Indonesia kaya akan wilayah gunung berapi. Hal ini dikarenakan gunung di Indonesia yang mepunyai banyak cairan dan air di permukaan. Sehingga sangat mempengaruhi pembentukan dan komposisi magma serta lokasi dan kejadian gunung api. Selain itu gunung berapi juga memiliki potensi panas bumi yang besar untuk dapat dimanfaatkan sebagai sumber pembangkit tenaga listrik. Sekitar 54% potensi panas bumi atau kurang dari 500 buah gunung api di dunia berada di wilayah Indonesia dan 129 diantarnya merupakan gunung api aktif, dan sekitar 70 dari gunung api aktif tersebut sering meletus diantaranya adalah Gunung Unggaran di Jawa Tengah, Gunung Salak di Jawa Barat, dan Gunung Merapi di Jawa Tengah. Dalam hal ini penulis menggunakan Gunung Merapi sebagai obyek yang diteliti.
Panas bumi gunung merapi selama ini masih belum dimanfaatkan secara optimal padahal panas bumi gunung merapi banyak memiliki manfaat terutama sebagai sumber energi. Hal ini menjadi ketertarikan penyusun dalam mengkaji lebih lanjut tentang seberapa besar potensi Gunung Merapi  sebagai sumber energi pembangkit listrik tenaga panas bumi  (PLTP).




  1. TUJUAN
1.      Ingin mengetahui kandungan Geotermal (Panas Bumi) di Indonesia
2.      Memanfatkan Geotermal (Panas Bumi) sebagai PLTP
3.      Memberi pandangan baru pada masyarakat bahwa Geotermal (Panas Bumi) bisa dimanfaatkan     

  1. RUANG LINGKUP DAN BATASAN MASALAH
Mengingat luasnya aspek yang terdapat pada Geotermal (Panas Bumi), untuk itu kami mengadakan penelitian yang terbatas pada:
1.      Geotermal (Panas Bumi) pada gunung Merapi
2.      Pemanfaatan Geotermal sebagai PLTP
3.      Kandungan Geotermal sehingga dapat dimanfaatkan sebagai PLTP

  1. RUMUSAN MASALAH
1.      Bagaimana Potensi Geotermal di Indonesia?
2.      Bagaimana Potensi Geothermal Merapi sebagai Sumber Energi PLTP?
3.      Dapatkah Geotermal (Panas Bumi) Merapi dijadikan sebagai sumber Energi PLTP?

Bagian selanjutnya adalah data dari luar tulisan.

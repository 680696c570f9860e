use core_types::math::{REPORT_DP, round_to, round2};
use rust_decimal::Decimal;
use serde::{Deserialize, Serialize};

/// Risk-adjusted performance of one series of yearly percent returns.
///
/// All figures are in percent except the two ratios, which are unitless.
#[derive(Debug, Clone, Copy, PartialEq, Serialize, Deserialize)]
pub struct MetricBundle {
    pub average_return: Decimal,
    /// Sample standard deviation of the yearly returns.
    pub volatility: Decimal,
    pub sharpe_ratio: Decimal,
    pub sortino_ratio: Decimal,
    /// The worst single-year return.
    pub max_drawdown: Decimal,
    /// Sample standard deviation of the negative yearly returns only.
    pub downside_volatility: Decimal,
}

impl MetricBundle {
    /// A copy with every figure rounded to `dp` places.
    pub fn rounded(&self, dp: u32) -> Self {
        Self {
            average_return: round_to(self.average_return, dp),
            volatility: round_to(self.volatility, dp),
            sharpe_ratio: round_to(self.sharpe_ratio, dp),
            sortino_ratio: round_to(self.sortino_ratio, dp),
            max_drawdown: round_to(self.max_drawdown, dp),
            downside_volatility: round_to(self.downside_volatility, dp),
        }
    }
}

/// Strategy minus benchmark for the four headline metrics.
#[derive(Debug, Clone, Copy, PartialEq, Serialize, Deserialize)]
pub struct DifferenceBundle {
    pub average_return: Decimal,
    pub sharpe_ratio: Decimal,
    pub sortino_ratio: Decimal,
    pub max_drawdown: Decimal,
}

impl DifferenceBundle {
    /// Field-wise `strategy - benchmark`, rounded to 2 places.
    pub fn between(strategy: &MetricBundle, benchmark: &MetricBundle) -> Self {
        Self {
            average_return: round2(strategy.average_return - benchmark.average_return),
            sharpe_ratio: round2(strategy.sharpe_ratio - benchmark.sharpe_ratio),
            sortino_ratio: round2(strategy.sortino_ratio - benchmark.sortino_ratio),
            max_drawdown: round2(strategy.max_drawdown - benchmark.max_drawdown),
        }
    }
}

/// The three-section comparison of a strategy with its benchmark.
#[derive(Debug, Clone, PartialEq, Serialize, Deserialize)]
pub struct RiskAdjustedReport {
    pub benchmark_name: String,
    pub benchmark_version: String,
    pub strategy: MetricBundle,
    pub benchmark: MetricBundle,
    pub difference: DifferenceBundle,
}

impl RiskAdjustedReport {
    /// The report as published: both bundles rounded to 2 places.
    pub fn published(&self) -> Self {
        Self {
            benchmark_name: self.benchmark_name.clone(),
            benchmark_version: self.benchmark_version.clone(),
            strategy: self.strategy.rounded(REPORT_DP),
            benchmark: self.benchmark.rounded(REPORT_DP),
            difference: self.difference,
        }
    }
}
// Copyright (c) Microsoft Corporation. All rights reserved.
// Licensed under the MIT License.

//! Session consistency: parsing, merging and storing session tokens.

mod container;
mod error;
mod partition;
mod store;
mod vector;

pub use container::*;
pub use error::*;
pub use partition::*;
pub use store::*;
pub use vector::*;
// Copyright (c) Microsoft Corporation. All rights reserved.
// Licensed under the MIT License.

use std::error::Error;

use azure_data_cosmos_core::{
    ClientContext, ConnectionPolicy, ConnectionString, FeedOptions, PartitionKey, ResourceLink,
    ResourceType,
};
use clap::{Parser, Subcommand};
use futures::TryStreamExt;
use tracing_subscriber::EnvFilter;

/// Run a query against a Cosmos DB account.
#[derive(Parser)]
struct Cli {
    /// The connection string of the account. Defaults to the `AZURE_COSMOS_CONNECTION_STRING` variable.
    #[arg(long)]
    connection_string: Option<String>,

    /// Preferred regions, in order.
    #[arg(long = "region")]
    regions: Vec<String>,

    /// Maximum number of items per page.
    #[arg(long)]
    max_item_count: Option<i32>,

    #[command(subcommand)]
    subcommand: Subcommands,
}

#[derive(Clone, Subcommand)]
enum Subcommands {
    Items {
        /// The database to query.
        database: String,

        /// The container to query.
        container: String,

        /// The query to execute.
        query: String,

        /// The partition key to use when querying the container. This can be omitted to run a cross-partition query.
        #[arg(long, short)]
        partition_key: Option<String>,
    },
    Databases {
        /// The query to execute.
        query: String,
    },
    Containers {
        /// The database to query.
        database: String,

        /// The query to execute.
        query: String,
    },
}

#[tokio::main]
async fn main() -> Result<(), Box<dyn Error>> {
    tracing_subscriber::fmt()
        .with_env_filter(EnvFilter::from_default_env())
        .init();

    let cli = Cli::parse();
    let connection_string = cli
        .connection_string
        .or_else(|| std::env::var("AZURE_COSMOS_CONNECTION_STRING").ok())
        .ok_or("no connection string; pass --connection-string or set AZURE_COSMOS_CONNECTION_STRING")?;
    let mut options = connection_string
        .parse::<ConnectionString>()?
        .into_client_options();
    options.connection_policy = ConnectionPolicy {
        preferred_locations: cli.regions,
        ..Default::default()
    };
    let client = ClientContext::new(options)?;

    let mut feed_options = FeedOptions {
        max_item_count: cli.max_item_count,
        ..Default::default()
    };

    let (feed, query) = match cli.subcommand {
        Subcommands::Items {
            database,
            container,
            query,
            partition_key,
        } => {
            feed_options.partition_key = partition_key.map(PartitionKey::from);
            let feed = ResourceLink::root(ResourceType::Databases)
                .item(database)
                .feed(ResourceType::Containers)
                .item(container)
                .feed(ResourceType::Items);
            (feed, query)
        }
        Subcommands::Databases { query } => (ResourceLink::root(ResourceType::Databases), query),
        Subcommands::Containers { database, query } => (
            ResourceLink::root(ResourceType::Databases)
                .item(database)
                .feed(ResourceType::Containers),
            query,
        ),
    };

    println!("Write endpoint: {}", client.get_write_endpoint().await);
    println!("Read endpoint: {}", client.get_read_endpoint().await);

    let mut pages = client
        .query_feed::<serde_json::Value>(feed, query, Some(feed_options))
        .into_stream();
    while let Some(page) = pages.try_next().await? {
        println!("Results Page ({} RU)", page.request_charge());
        println!("  Items:");
        for item in page.into_items() {
            println!("    * {:#?}", item);
        }
    }
    Ok(())
}
// Copyright (c) Microsoft Corporation. All rights reserved.
// Licensed under the MIT License.

use std::{sync::Arc, time::Duration};

use async_trait::async_trait;
use azure_core::{
    http::{headers::Headers, HttpClient, Request, StatusCode},
    time::OffsetDateTime,
};
use url::Url;

use super::{
    authorization::{self, AuthorizationRequest},
    cancellation::abortable,
    plugin::{Next, Terminal},
    Plugin, RequestContext,
};
use crate::{
    constants,
    error::{RequestInterrupted, ServiceError},
    global_endpoint_manager::DatabaseAccountReader,
    models::DatabaseAccount,
    resource_context::{OperationType, ResourceLink},
    utils::merge_headers,
    AuthOptions, CosmosResponse,
};

/// Sends single attempts: request plugins, headers, signing and the transport call.
///
/// Knows nothing about regions or retries, so the endpoint manager can use it to read account
/// metadata.
#[derive(Debug)]
pub(crate) struct RequestSender {
    transport: Arc<dyn HttpClient>,
    auth: Option<AuthOptions>,
    request_plugins: Vec<Arc<dyn Plugin>>,
    default_headers: Headers,
    request_timeout: Duration,
    default_endpoint: Url,
}

impl RequestSender {
    pub fn new(
        transport: Arc<dyn HttpClient>,
        auth: Option<AuthOptions>,
        request_plugins: Vec<Arc<dyn Plugin>>,
        default_headers: Headers,
        request_timeout: Duration,
        default_endpoint: Url,
    ) -> Self {
        Self {
            transport,
            auth,
            request_plugins,
            default_headers,
            request_timeout,
            default_endpoint,
        }
    }

    /// Runs one attempt through the request plugins and the transport.
    pub async fn send(&self, ctx: &mut RequestContext) -> azure_core::Result<CosmosResponse> {
        Next::new(&self.request_plugins, self).run(ctx).await
    }

    async fn build_request(&self, ctx: &RequestContext) -> azure_core::Result<Request> {
        let endpoint = ctx.endpoint.as_ref().unwrap_or(&self.default_endpoint);
        let mut request = Request::new(ctx.resource_link.url(endpoint), ctx.method);

        let mut headers = Headers::new();
        headers.insert(constants::ACCEPT, constants::JSON_CONTENT_TYPE);
        merge_headers(&mut headers, &self.default_headers);
        merge_headers(&mut headers, &ctx.headers);

        let date = authorization::format_date(OffsetDateTime::now_utc());
        headers.insert(constants::MS_DATE, date.clone());
        headers.insert(constants::VERSION, constants::API_VERSION);
        headers.insert(constants::ACTIVITY_ID, uuid::Uuid::new_v4().to_string());
        if let Some(level) = ctx.consistency_level {
            if headers
                .get_optional_str(&constants::CONSISTENCY_LEVEL)
                .is_none()
            {
                headers.insert(constants::CONSISTENCY_LEVEL, level.as_str());
            }
        }
        if let Some(id) = &ctx.partition_key_range_id {
            headers.insert(constants::PARTITION_KEY_RANGE_ID, id.value().to_owned());
        }
        if let Some(body) = &ctx.body {
            if headers.get_optional_str(&constants::CONTENT_TYPE).is_none() {
                headers.insert(constants::CONTENT_TYPE, constants::JSON_CONTENT_TYPE);
            }
            request.set_body(body.clone());
        }
        for (name, value) in headers.iter() {
            request.insert_header(name.clone(), value.clone());
        }

        let resource_link = ctx.resource_link.resource_link();
        let authorization = authorization::authorize(
            self.auth.as_ref(),
            &AuthorizationRequest {
                method: ctx.method,
                resource_type: ctx.resource_type(),
                resource_link: &resource_link,
                date: &date,
            },
        )
        .await?;
        if let Some(authorization) = authorization {
            request.insert_header(constants::AUTHORIZATION, authorization);
        }
        Ok(request)
    }
}

#[async_trait]
impl Terminal for RequestSender {
    async fn call(&self, ctx: &mut RequestContext) -> azure_core::Result<CosmosResponse> {
        let request = self.build_request(ctx).await?;
        tracing::debug!(
            method = %request.method(),
            url = %request.url(),
            attempt = ctx.retry_count,
            "sending request"
        );

        let timeout = self.request_timeout;
        let exchange = async {
            let response = self.transport.execute_request(&request).await?;
            let status = response.status();
            let headers = response.headers().clone();
            let body = response.into_body().collect().await?;
            Ok(CosmosResponse::new(status, headers, body))
        };
        let attempt = async {
            match tokio::time::timeout(timeout, exchange).await {
                Ok(result) => result,
                Err(_) => Err(RequestInterrupted::Timeout(timeout).into_error()),
            }
        };
        let response = abortable(ctx.abort_signal.as_ref(), attempt).await?;

        let status = response.status();
        if status.is_success() || status == StatusCode::NotModified {
            return Ok(response);
        }
        let (status, headers, body) = response.deconstruct();
        let error = ServiceError::new(status, headers, &body);
        tracing::debug!(%error, "request failed");
        Err(error.into_error())
    }
}

#[async_trait]
impl DatabaseAccountReader for RequestSender {
    async fn read_database_account(&self, endpoint: &Url) -> azure_core::Result<DatabaseAccount> {
        let mut ctx = RequestContext::new(ResourceLink::account(), OperationType::Read);
        ctx.endpoint = Some(endpoint.clone());
        self.send(&mut ctx).await?.into_json_body()
    }
}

  1. METODE PENGUMPULAN DATA
1.      Observasi
Observasi adalah suatu kegiatan penelitian yang bertujuan untuk mengumpulkan data-data secara langsung pada obyek yang diteliti.
2.      Studi Pustaka
Studi Pustaka adalah suatu kegiatan dalam mengambil sumber-sumber atau refrensi-refrensi yang diperlukan dalam penelitian melalui buku-buku atau internet.
3.      Wawancara
Wawancara adalah suatu kegiatan tanya jawab antara pewawancara dan narasumber untuk mendapatkan data yang diperlukan dalam penelitian.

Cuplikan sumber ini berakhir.